§ WORK ORDER:
Write out all of the entries below word for word.

Stored data entries:
==================================================
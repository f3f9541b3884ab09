// Token cache storage provider seam

use async_trait::async_trait;
use std::path::PathBuf;
use thiserror::Error;
use tokio_util::sync::CancellationToken;

use super::types::{CacheAccount, CacheProtection, CacheTokenResponse};
use crate::auth::DeviceCodeCallback;

#[derive(Debug, Clone, Copy, PartialEq, Eq)]
pub enum CacheProviderErrorKind {
    /// No cached account can serve the request without interaction
    NoMatchingAccount,
    /// The cache exists but is stored unprotected and protection was requested
    UnprotectedCache,
    /// The storage or flow is not supported on this machine
    Unavailable,
    Cancelled,
    Other,
}

#[derive(Error, Debug, Clone, PartialEq, Eq)]
#[error("{message}")]
pub struct CacheProviderError {
    pub kind: CacheProviderErrorKind,
    pub message: String,
}

impl CacheProviderError {
    pub fn new(kind: CacheProviderErrorKind, message: impl Into<String>) -> Self {
        Self {
            kind,
            message: message.into(),
        }
    }

    pub fn no_matching_account(message: impl Into<String>) -> Self {
        Self::new(CacheProviderErrorKind::NoMatchingAccount, message)
    }

    pub fn unavailable(message: impl Into<String>) -> Self {
        Self::new(CacheProviderErrorKind::Unavailable, message)
    }

    pub fn other(message: impl Into<String>) -> Self {
        Self::new(CacheProviderErrorKind::Other, message)
    }
}

/// Parameters for opening one named cache
#[derive(Debug, Clone)]
pub struct CacheOpenOptions {
    pub name: String,
    pub directory: PathBuf,
    pub client_id: String,
    pub authority_tenant: String,
    pub protection: CacheProtection,
}

/// What a cache-bound acquisition asks for
#[derive(Debug, Clone, Default)]
pub struct CacheTokenRequest {
    pub scopes: Vec<String>,
    pub claims: Option<String>,
    pub tenant_id: Option<String>,
    pub username: Option<String>,
}

#[async_trait]
pub trait TokenCacheProvider: Send + Sync {
    async fn open(
        &self,
        options: &CacheOpenOptions,
    ) -> Result<Box<dyn TokenCacheHandle>, CacheProviderError>;
}

/// An opened cache
#[async_trait]
pub trait TokenCacheHandle: Send + Sync {
    async fn accounts(&self) -> Result<Vec<CacheAccount>, CacheProviderError>;

    async fn remove_account(&self, account: &CacheAccount) -> Result<(), CacheProviderError>;

    async fn acquire_silent(
        &self,
        request: &CacheTokenRequest,
        cancel: &CancellationToken,
    ) -> Result<CacheTokenResponse, CacheProviderError>;

    async fn acquire_interactive(
        &self,
        request: &CacheTokenRequest,
        cancel: &CancellationToken,
    ) -> Result<CacheTokenResponse, CacheProviderError>;

    async fn acquire_device_code(
        &self,
        request: &CacheTokenRequest,
        callback: DeviceCodeCallback,
        cancel: &CancellationToken,
    ) -> Result<CacheTokenResponse, CacheProviderError>;

    /// Persist a token acquired outside the cache so silent requests can serve it
    async fn store(&self, _response: &CacheTokenResponse) -> Result<(), CacheProviderError> {
        Err(CacheProviderError::unavailable(
            "This token cache does not accept externally acquired tokens",
        ))
    }

    /// Detach disk persistence; files may remain but hold no usable tokens
    async fn unregister(&self) -> Result<(), CacheProviderError>;
}
use std::process::ExitCode;
use std::sync::Arc;
use tokio_util::sync::CancellationToken;

use azauth::auth::{AuthMethod, Session, TokenManager, TokenResult};
use azauth::cache::{CacheManager, FileCacheProvider};
use azauth::config::{self, CacheCommand, CliArgs, Command, OutputFormat, TokenArgs};
use azauth::error::{AuthError, Result};
use azauth::providers::DefaultCredentialFactory;

#[tokio::main]
async fn main() -> ExitCode {
    let args = CliArgs::load();

    // Initialize logging with the configured level; stdout carries the token
    let log_level = args.log_level.to_lowercase();
    let env_filter = tracing_subscriber::EnvFilter::try_from_default_env()
        .unwrap_or_else(|_| tracing_subscriber::EnvFilter::new(&log_level));

    let subscriber = tracing_subscriber::fmt()
        .with_env_filter(env_filter)
        .with_target(false)
        .with_thread_ids(false)
        .with_writer(std::io::stderr);
    if args.log_json {
        subscriber.json().init();
    } else {
        subscriber.init();
    }

    let cancel = CancellationToken::new();
    tokio::spawn(cancel_on_signal(cancel.clone()));

    let cache = Arc::new(CacheManager::new(
        Arc::new(FileCacheProvider),
        args.cache_root(),
    ));

    let result = match &args.command {
        Command::Token(token_args) => run_token(token_args, cache, &cancel).await,
        Command::Cache { command } => run_cache(command, &cache).await,
    };

    match result {
        Ok(()) => ExitCode::SUCCESS,
        Err(e) if !e.is_failure() => {
            tracing::debug!("{}", e);
            ExitCode::from(e.exit_code())
        }
        Err(e) => {
            tracing::error!("{}", e);
            ExitCode::from(e.exit_code())
        }
    }
}

async fn run_token(
    args: &TokenArgs,
    cache: Arc<CacheManager>,
    cancel: &CancellationToken,
) -> Result<()> {
    let request = args.to_request()?;
    tracing::info!(method = request.method.name(), "Acquiring token");

    let manager = TokenManager::new(
        Arc::new(DefaultCredentialFactory::new()),
        Arc::new(Session::new()),
    )
    .with_cache_manager(cache);

    let result = match request.method {
        AuthMethod::DeviceCode { .. } => {
            let flow = manager.get_token_device_code(&request, cancel)?;
            flow.run(|message| eprintln!("{}", message)).await?
        }
        _ => manager.get_token(&request, cancel).await?,
    };

    if let Some(name) = &args.save_to_cache {
        manager.save_to_cache(&request, name, &result).await?;
    }

    print_token(&result, args.output)
}

fn print_token(result: &TokenResult, output: OutputFormat) -> Result<()> {
    tracing::info!(
        identity = result.identity().unwrap_or("unknown"),
        tenant_id = result.tenant_id().unwrap_or("unknown"),
        "✅ Token acquired (token: {}...)",
        token_preview(result.token())
    );

    match output {
        OutputFormat::Token => println!("{}", result.token()),
        OutputFormat::Json => {
            let json = serde_json::to_string_pretty(result)
                .map_err(|e| AuthError::Internal(e.into()))?;
            println!("{}", json);
        }
    }
    Ok(())
}

fn token_preview(token: &str) -> String {
    token.chars().take(8).collect()
}

async fn run_cache(command: &CacheCommand, cache: &CacheManager) -> Result<()> {
    match command {
        CacheCommand::List { filter, details } => {
            let caches = cache.list(filter.as_deref(), *details).await?;
            let json = serde_json::to_string_pretty(&caches)
                .map_err(|e| AuthError::Internal(e.into()))?;
            println!("{}", json);
        }
        CacheCommand::Clear { name, force, yes } => {
            if *force {
                if !*yes && !config::confirm_remove(name)? {
                    tracing::info!("Keeping token cache '{}'", name);
                    return Ok(());
                }
                cache.remove(name).await?;
            } else {
                let removed = cache.clear(name).await?;
                tracing::info!("Signed {} account(s) out of token cache '{}'", removed, name);
            }
        }
    }
    Ok(())
}

/// Cancel in-flight work on Ctrl+C or SIGTERM
async fn cancel_on_signal(cancel: CancellationToken) {
    use tokio::signal;

    let ctrl_c = async {
        if let Err(e) = signal::ctrl_c().await {
            tracing::warn!("Failed to install Ctrl+C handler: {}", e);
            std::future::pending::<()>().await;
        }
    };

    #[cfg(unix)]
    let terminate = async {
        match signal::unix::signal(signal::unix::SignalKind::terminate()) {
            Ok(mut stream) => {
                stream.recv().await;
            }
            Err(e) => {
                tracing::warn!("Failed to install signal handler: {}", e);
                std::future::pending::<()>().await;
            }
        }
    };

    #[cfg(not(unix))]
    let terminate = std::future::pending::<()>();

    tokio::select! {
        _ = ctrl_c => {
            tracing::info!("Received Ctrl+C signal, cancelling...");
        },
        _ = terminate => {
            tracing::info!("Received terminate signal, cancelling...");
        },
    }
    cancel.cancel();
}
==================================================
§ OUTPUT FOR THIS TASK:
repository f3f9541b3884ab09
// Token cache storage provider seam

use async_trait::async_trait;
use std::path::PathBuf;
use thiserror::Error;
use tokio_util::sync::CancellationToken;

use super::types::{CacheAccount, CacheProtection, CacheTokenResponse};
use crate::auth::DeviceCodeCallback;

#[derive(Debug, Clone, Copy, PartialEq, Eq)]
pub enum CacheProviderErrorKind {
    /// No cached account can serve the request without interaction
    NoMatchingAccount,
    /// The cache exists but is stored unprotected and protection was requested
    UnprotectedCache,
    /// The storage or flow is not supported on this machine
    Unavailable,
    Cancelled,
    Other,
}

#[derive(Error, Debug, Clone, PartialEq, Eq)]
#[error("{message}")]
pub struct CacheProviderError {
    pub kind: CacheProviderErrorKind,
    pub message: String,
}

impl CacheProviderError {
    pub fn new(kind: CacheProviderErrorKind, message: impl Into<String>) -> Self {
        Self {
            kind,
            message: message.into(),
        }
    }

    pub fn no_matching_account(message: impl Into<String>) -> Self {
        Self::new(CacheProviderErrorKind::NoMatchingAccount, message)
    }

    pub fn unavailable(message: impl Into<String>) -> Self {
        Self::new(CacheProviderErrorKind::Unavailable, message)
    }

    pub fn other(message: impl Into<String>) -> Self {
        Self::new(CacheProviderErrorKind::Other, message)
    }
}

/// Parameters for opening one named cache
#[derive(Debug, Clone)]
pub struct CacheOpenOptions {
    pub name: String,
    pub directory: PathBuf,
    pub client_id: String,
    pub authority_tenant: String,
    pub protection: CacheProtection,
}

/// What a cache-bound acquisition asks for
#[derive(Debug, Clone, Default)]
pub struct CacheTokenRequest {
    pub scopes: Vec<String>,
    pub claims: Option<String>,
    pub tenant_id: Option<String>,
    pub username: Option<String>,
}

#[async_trait]
pub trait TokenCacheProvider: Send + Sync {
    async fn open(
        &self,
        options: &CacheOpenOptions,
    ) -> Result<Box<dyn TokenCacheHandle>, CacheProviderError>;
}

/// An opened cache
#[async_trait]
pub trait TokenCacheHandle: Send + Sync {
    async fn accounts(&self) -> Result<Vec<CacheAccount>, CacheProviderError>;

    async fn remove_account(&self, account: &CacheAccount) -> Result<(), CacheProviderError>;

    async fn acquire_silent(
        &self,
        request: &CacheTokenRequest,
        cancel: &CancellationToken,
    ) -> Result<CacheTokenResponse, CacheProviderError>;

    async fn acquire_interactive(
        &self,
        request: &CacheTokenRequest,
        cancel: &CancellationToken,
    ) -> Result<CacheTokenResponse, CacheProviderError>;

    async fn acquire_device_code(
        &self,
        request: &CacheTokenRequest,
        callback: DeviceCodeCallback,
        cancel: &CancellationToken,
    ) -> Result<CacheTokenResponse, CacheProviderError>;

    /// Persist a token acquired outside the cache so silent requests can serve it
    async fn store(&self, _response: &CacheTokenResponse) -> Result<(), CacheProviderError> {
        Err(CacheProviderError::unavailable(
            "This token cache does not accept externally acquired tokens",
        ))
    }

    /// Detach disk persistence; files may remain but hold no usable tokens
    async fn unregister(&self) -> Result<(), CacheProviderError>;
}
use std::process::ExitCode;
use std::sync::Arc;
use tokio_util::sync::CancellationToken;

use azauth::auth::{AuthMethod, Session, TokenManager, TokenResult};
use azauth::cache::{CacheManager, FileCacheProvider};
use azauth::config::{self, CacheCommand, CliArgs, Command, OutputFormat, TokenArgs};
use azauth::error::{AuthError, Result};
use azauth::providers::DefaultCredentialFactory;

#[tokio::main]
async fn main() -> ExitCode {
    let args = CliArgs::load();

    // Initialize logging with the configured level; stdout carries the token
    let log_level = args.log_level.to_lowercase();
    let env_filter = tracing_subscriber::EnvFilter::try_from_default_env()
        .unwrap_or_else(|_| tracing_subscriber::EnvFilter::new(&log_level));

    let subscriber = tracing_subscriber::fmt()
        .with_env_filter(env_filter)
        .with_target(false)
        .with_thread_ids(false)
        .with_writer(std::io::stderr);
    if args.log_json {
        subscriber.json().init();
    } else {
        subscriber.init();
    }

    let cancel = CancellationToken::new();
    tokio::spawn(cancel_on_signal(cancel.clone()));

    let cache = Arc::new(CacheManager::new(
        Arc::new(FileCacheProvider),
        args.cache_root(),
    ));

    let result = match &args.command {
        Command::Token(token_args) => run_token(token_args, cache, &cancel).await,
        Command::Cache { command } => run_cache(command, &cache).await,
    };

    match result {
        Ok(()) => ExitCode::SUCCESS,
        Err(e) if !e.is_failure() => {
            tracing::debug!("{}", e);
            ExitCode::from(e.exit_code())
        }
        Err(e) => {
            tracing::error!("{}", e);
            ExitCode::from(e.exit_code())
        }
    }
}

async fn run_token(
    args: &TokenArgs,
    cache: Arc<CacheManager>,
    cancel: &CancellationToken,
) -> Result<()> {
    let request = args.to_request()?;
    tracing::info!(method = request.method.name(), "Acquiring token");

    let manager = TokenManager::new(
        Arc::new(DefaultCredentialFactory::new()),
        Arc::new(Session::new()),
    )
    .with_cache_manager(cache);

    let result = match request.method {
        AuthMethod::DeviceCode { .. } => {
            let flow = manager.get_token_device_code(&request, cancel)?;
            flow.run(|message| eprintln!("{}", message)).await?
        }
        _ => manager.get_token(&request, cancel).await?,
    };

    if let Some(name) = &args.save_to_cache {
        manager.save_to_cache(&request, name, &result).await?;
    }

    print_token(&result, args.output)
}

fn print_token(result: &TokenResult, output: OutputFormat) -> Result<()> {
    tracing::info!(
        identity = result.identity().unwrap_or("unknown"),
        tenant_id = result.tenant_id().unwrap_or("unknown"),
        "✅ Token acquired (token: {}...)",
        token_preview(result.token())
    );

    match output {
        OutputFormat::Token => println!("{}", result.token()),
        OutputFormat::Json => {
            let json = serde_json::to_string_pretty(result)
                .map_err(|e| AuthError::Internal(e.into()))?;
            println!("{}", json);
        }
    }
    Ok(())
}

fn token_preview(token: &str) -> String {
    token.chars().take(8).collect()
}

async fn run_cache(command: &CacheCommand, cache: &CacheManager) -> Result<()> {
    match command {
        CacheCommand::List { filter, details } => {
            let caches = cache.list(filter.as_deref(), *details).await?;
            let json = serde_json::to_string_pretty(&caches)
                .map_err(|e| AuthError::Internal(e.into()))?;
            println!("{}", json);
        }
        CacheCommand::Clear { name, force, yes } => {
            if *force {
                if !*yes && !config::confirm_remove(name)? {
                    tracing::info!("Keeping token cache '{}'", name);
                    return Ok(());
                }
                cache.remove(name).await?;
            } else {
                let removed = cache.clear(name).await?;
                tracing::info!("Signed {} account(s) out of token cache '{}'", removed, name);
            }
        }
    }
    Ok(())
}

/// Cancel in-flight work on Ctrl+C or SIGTERM
async fn cancel_on_signal(cancel: CancellationToken) {
    use tokio::signal;

    let ctrl_c = async {
        if let Err(e) = signal::ctrl_c().await {
            tracing::warn!("Failed to install Ctrl+C handler: {}", e);
            std::future::pending::<()>().await;
        }
    };

    #[cfg(unix)]
    let terminate = async {
        match signal::unix::signal(signal::unix::SignalKind::terminate()) {
            Ok(mut stream) => {
                stream.recv().await;
            }
            Err(e) => {
                tracing::warn!("Failed to install signal handler: {}", e);
                std::future::pending::<()>().await;
            }
        }
    };

    #[cfg(not(unix))]
    let terminate = std::future::pending::<()>();

    tokio::select! {
        _ = ctrl_c => {
            tracing::info!("Received Ctrl+C signal, cancelling...");
        },
        _ = terminate => {
            tracing::info!("Received terminate signal, cancelling...");
        },
    }
    cancel.cancel();
}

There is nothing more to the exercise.